◆ Instructions to follow
Copy out each line featuring the string "ordered" from the entries beneath.

[Stored items]
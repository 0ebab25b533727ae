// SPDX-License-Identifier: Apache-2.0 OR MIT
// Copyright (c) 2025-2026 naskel.com

//! The SACCH physical-layer closed loop (GSM 05.08 4, 05.10 5-6).
//!
//! Every SACCH frame carries a 16-bit physical header: the ordered MS
//! power and timing advance. The uplink side averages the measured RSSI
//! and timing error of each good burst; the downlink side runs a damped
//! controller that steers the MS toward the configured RSSI target
//! without dropping marginal calls.

use super::burst::RxBurst;
use super::fec::xcch::XcchEncoder;
use super::fec::XcchDecoderHandle;
use super::l2::L2Frame;
use crate::context::{Band, BtsContext};
use parking_lot::Mutex;
use std::sync::Arc;
use std::time::Instant;

/// Initial downlink-ordered MS power, dBm. 2 W in the low band; the
/// closed loop turns it down quickly once the SACCH is up.
pub const INITIAL_MS_POWER: f32 = 33.0;

/// Measurement reports over which timing error is averaged, minus one.
/// The phone's actual setting changes every 4 bursts, so average over at
/// least that.
const AVERAGE_PERIOD_TIMING: u32 = 8;

/// Power control codes for GSM400/GSM850/EGSM900, GSM 05.05 4.1.1.
const POWER_LOW_BAND: [i32; 32] = [
    39, 39, 39, 37, 35, 33, 31, 29, 27, 25, 23, 21, 19, 17, 15, 13, 11, 9, 7, 5, 5, 5, 5, 5, 5, 5,
    5, 5, 5, 5, 5, 5,
];

/// Power control codes for DCS1800.
const POWER_1800: [i32; 32] = [
    30, 28, 26, 24, 22, 20, 18, 16, 14, 12, 10, 8, 6, 4, 2, 0, 0, 0, 0, 0, 0, 0, 0, 0, 0, 0, 0, 0,
    0, 36, 24, 23,
];

/// Power control codes for PCS1900.
const POWER_1900: [i32; 32] = [
    30, 28, 26, 24, 22, 20, 18, 16, 14, 12, 10, 8, 6, 4, 2, 0, 0, 0, 0, 0, 0, 0, 0, 0, 0, 0, 0, 0,
    0, 0, 0, 0,
];

fn power_table(band: Band) -> &'static [i32; 32] {
    match band {
        Band::Gsm850 | Band::Egsm900 => &POWER_LOW_BAND,
        Band::Dcs1800 => &POWER_1800,
        Band::Pcs1900 => &POWER_1900,
    }
}

/// dBm value ordered by control code `code`.
pub fn decode_power(band: Band, code: u8) -> i32 {
    power_table(band)[usize::from(code & 0x1f)]
}

/// Closest control code for a dBm power level.
pub fn encode_power(band: Band, power_dbm: f32) -> u8 {
    let table = power_table(band);
    let mut best = 0usize;
    let mut best_err = (power_dbm - table[0] as f32).abs();
    for (i, &v) in table.iter().enumerate().skip(1) {
        let err = (power_dbm - v as f32).abs();
        if err == 0.0 {
            return i as u8;
        }
        if err < best_err {
            best_err = err;
            best = i;
        }
    }
    best as u8
}

/// Uplink physical measurements of one MS, kept by the SACCH decoder.
#[derive(Debug, Clone)]
pub struct MsPhysReport {
    rssi: f32,
    timing_error: f32,
    timestamp: Option<Instant>,
    report_count: u32,
    actual_ms_power: f32,
    actual_ms_timing: f32,
}

impl MsPhysReport {
    /// Fresh state at channel open: RSSI starts at the target (not zero),
    /// the RACH came in at full power, timing unknown.
    pub fn new(ctx: &BtsContext) -> Self {
        MsPhysReport {
            rssi: ctx.config.get_num("GSM.Radio.RSSITarget") as f32,
            timing_error: 0.0,
            timestamp: None,
            report_count: 0,
            actual_ms_power: INITIAL_MS_POWER,
            actual_ms_timing: 0.0,
        }
    }

    /// Fold one burst's measurements into the running averages.
    pub fn process_burst(&mut self, burst: &RxBurst, ctx: &BtsContext) {
        let rssi_period = ctx.config.get_num("GSM.Radio.RSSIAveragePeriod").max(0) as u32;
        let n = self.report_count.min(rssi_period);
        self.rssi = (burst.rssi() + n as f32 * self.rssi) / (n + 1) as f32;

        let n = self.report_count.min(AVERAGE_PERIOD_TIMING);
        self.timing_error = (burst.timing_error() + n as f32 * self.timing_error) / (n + 1) as f32;

        self.timestamp = Some(Instant::now());
        self.report_count += 1;
    }

    /// Record the actuals from a good frame's physical header.
    pub fn record_actuals(&mut self, power_code: u8, ta_field: u8, band: Band) {
        self.actual_ms_power = decode_power(band, power_code) as f32;
        if ta_field < 64 {
            self.actual_ms_timing = f32::from(ta_field);
        }
    }

    /// Push measured RSSI down so the controller orders more power; used
    /// when SACCH frames go missing.
    pub fn rssi_bump_down(&mut self, db: f32) {
        self.rssi -= db;
    }

    /// Seed measurements at channel open (from the RACH or a handover
    /// access burst).
    pub fn init_phy(&mut self, rssi: f32, timing_error: f32) {
        self.rssi = rssi;
        self.timing_error = timing_error;
    }

    /// Carry measurements over from an established channel on reassignment.
    pub fn set_phy(&mut self, other: &MsPhysReport) {
        *self = other.clone();
    }

    pub fn is_valid(&self) -> bool {
        self.report_count > 0
    }

    pub fn rssi(&self) -> f32 {
        self.rssi
    }

    pub fn timing_error(&self) -> f32 {
        self.timing_error
    }

    pub fn actual_ms_power(&self) -> f32 {
        self.actual_ms_power
    }

    pub fn actual_ms_timing(&self) -> f32 {
        self.actual_ms_timing
    }

    pub fn report_count(&self) -> u32 {
        self.report_count
    }
}

struct SacchOrders {
    power: f32,
    timing: f32,
}

/// The SACCH downlink: an XCCH encoder with the power/TA controller in
/// front of it.
pub struct SacchEncoder {
    pub inner: Arc<XcchEncoder>,
    sibling: XcchDecoderHandle,
    orders: Mutex<SacchOrders>,
}

impl SacchEncoder {
    pub fn new(inner: Arc<XcchEncoder>, sibling: XcchDecoderHandle) -> Arc<Self> {
        Arc::new(SacchEncoder {
            inner,
            sibling,
            orders: Mutex::new(SacchOrders {
                power: INITIAL_MS_POWER,
                timing: 0.0,
            }),
        })
    }

    fn ctx(&self) -> &BtsContext {
        &self.inner.core.shared.ctx
    }

    fn bound_power(&self, p: f32) -> f32 {
        let max = self.ctx().config.get_num("GSM.MS.Power.Max") as f32;
        let min = self.ctx().config.get_num("GSM.MS.Power.Min") as f32;
        p.clamp(min, max)
    }

    fn bound_timing(&self, t: f32) -> f32 {
        let max = self.ctx().config.get_num("GSM.MS.TA.Max") as f32;
        t.clamp(0.0, max)
    }

    pub fn enc_init(&self) {
        let mut o = self.orders.lock();
        o.power = self.bound_power(INITIAL_MS_POWER);
        o.timing = 0.0;
        drop(o);
        self.inner.core.enc_init();
    }

    /// Initialize orders from the access-burst measurements; like the
    /// closed loop but with no damping, and the target goosed up a little
    /// in case the RACH measurement was off.
    pub fn init_phy(&self, rssi: f32, timing_error: f32) {
        let target = self.ctx().config.get_num("GSM.Radio.RSSITarget") as f32 + 10.0;
        let delta_p = rssi - target;
        let mut o = self.orders.lock();
        o.power = self.bound_power(INITIAL_MS_POWER - delta_p);
        o.timing = self.bound_timing(timing_error);
        log::info!(
            "[{}] init phy rssi={} timingError={} orderPower={}",
            self.inner.core.label,
            rssi,
            timing_error,
            o.power
        );
    }

    /// Carry orders over from an established channel.
    pub fn set_phy(&self, other: &SacchEncoder) {
        let from = other.orders.lock();
        let mut o = self.orders.lock();
        o.power = from.power;
        o.timing = from.timing;
    }

    /// One pass of the damped control loop followed by frame transmission.
    pub fn write_high_side(&self, frame: &L2Frame) {
        let cfg = &self.ctx().config;
        let phys = self.sibling.phys_snapshot();
        let mut o = self.orders.lock();
        if let Some(phys) = phys.filter(MsPhysReport::is_valid) {
            // Power, GSM 05.08 4. RSSI and target are both negative dB:
            // deltaP positive means the handset is too loud.
            let rssi = phys.rssi();
            let target = cfg.get_num("GSM.Radio.RSSITarget") as f32;
            let mut delta_p = rssi - target;
            let snr_target = cfg.get_num("GSM.Radio.SNRTarget") as f32;
            if snr_target != 0.0 {
                let snr = self.sibling.decoder().core.stats().ave_snr;
                if delta_p > 0.0 && snr < snr_target {
                    // RSSI is fine but the channel is noisy; only ever
                    // push power up on SNR deficit.
                    delta_p = snr - snr_target;
                }
            }
            let damping_cfg = cfg.get_num("GSM.MS.Power.Damping");
            let mut damping = damping_cfg as f32 * 0.01;
            if damping_cfg < 90 && delta_p < 4.0 {
                // Track upward faster than downward when the signal is
                // near the edge.
                damping /= 2.0;
            }
            let target_power = phys.actual_ms_power() - delta_p;
            o.power = self.bound_power(damping * o.power + (1.0 - damping) * target_power);

            // Timing, GSM 05.10 5-6, symbol periods.
            let target_ta = phys.actual_ms_timing() + phys.timing_error();
            let ta_damping = cfg.get_num("GSM.MS.TA.Damping") as f32 * 0.01;
            o.timing = self.bound_timing(ta_damping * o.timing + (1.0 - ta_damping) * target_ta);
            log::debug!(
                "[{}] loop rssi={} deltaP={} orderPower={} orderTA={}",
                self.inner.core.label,
                rssi,
                delta_p,
                o.power,
                o.timing
            );
        }
        let power_code = encode_power(self.ctx().band, o.power);
        let ta = (o.timing + 0.5) as u64;
        drop(o);
        self.inner
            .send_frame(frame, Some((u64::from(power_code), ta)));
    }
}

#[cfg(test)]
mod tests {
    use super::*;
    use crate::context::test_context;

    #[test]
    fn test_power_tables() {
        assert_eq!(decode_power(Band::Egsm900, 5), 33);
        assert_eq!(decode_power(Band::Dcs1800, 0), 30);
        // Encoding picks the nearest code.
        assert_eq!(decode_power(Band::Egsm900, encode_power(Band::Egsm900, 33.0)), 33);
        assert_eq!(decode_power(Band::Egsm900, encode_power(Band::Egsm900, 12.0)), 13);
    }

    #[test]
    fn test_phys_averages() {
        let ctx = test_context();
        let mut phys = MsPhysReport::new(&ctx);
        assert!(!phys.is_valid());
        assert_eq!(phys.rssi(), -50.0);
        let burst = crate::gsm::burst::RxBurst::new(
            crate::gsm::bits::SoftVec::erased(148),
            crate::gsm::time::GsmTime::new(0, 2),
            -60.0,
            1.0,
            9.0,
        );
        phys.process_burst(&burst, &ctx);
        assert!(phys.is_valid());
        // The first measurement replaces the seed outright.
        assert!((phys.rssi() - (-60.0)).abs() < 0.01);
        // A second burst at a different level averages in.
        let burst2 = crate::gsm::burst::RxBurst::new(
            crate::gsm::bits::SoftVec::erased(148),
            crate::gsm::time::GsmTime::new(4, 2),
            -50.0,
            1.0,
            9.0,
        );
        phys.process_burst(&burst2, &ctx);
        assert!((phys.rssi() - (-55.0)).abs() < 0.01);
        phys.rssi_bump_down(3.0);
        assert!((phys.rssi() - (-58.0)).abs() < 0.01);
    }

    #[test]
    fn test_actuals_guard_ta_range() {
        let ctx = test_context();
        let mut phys = MsPhysReport::new(&ctx);
        phys.record_actuals(5, 20, Band::Egsm900);
        assert_eq!(phys.actual_ms_power(), 33.0);
        assert_eq!(phys.actual_ms_timing(), 20.0);
        phys.record_actuals(5, 100, Band::Egsm900);
        // Out-of-range TA field is ignored.
        assert_eq!(phys.actual_ms_timing(), 20.0);
    }
}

◆ Written response
//! Every SACCH frame carries a 16-bit physical header: the ordered MS
/// Initial downlink-ordered MS power, dBm. 2 W in the low band; the
/// dBm value ordered by control code `code`.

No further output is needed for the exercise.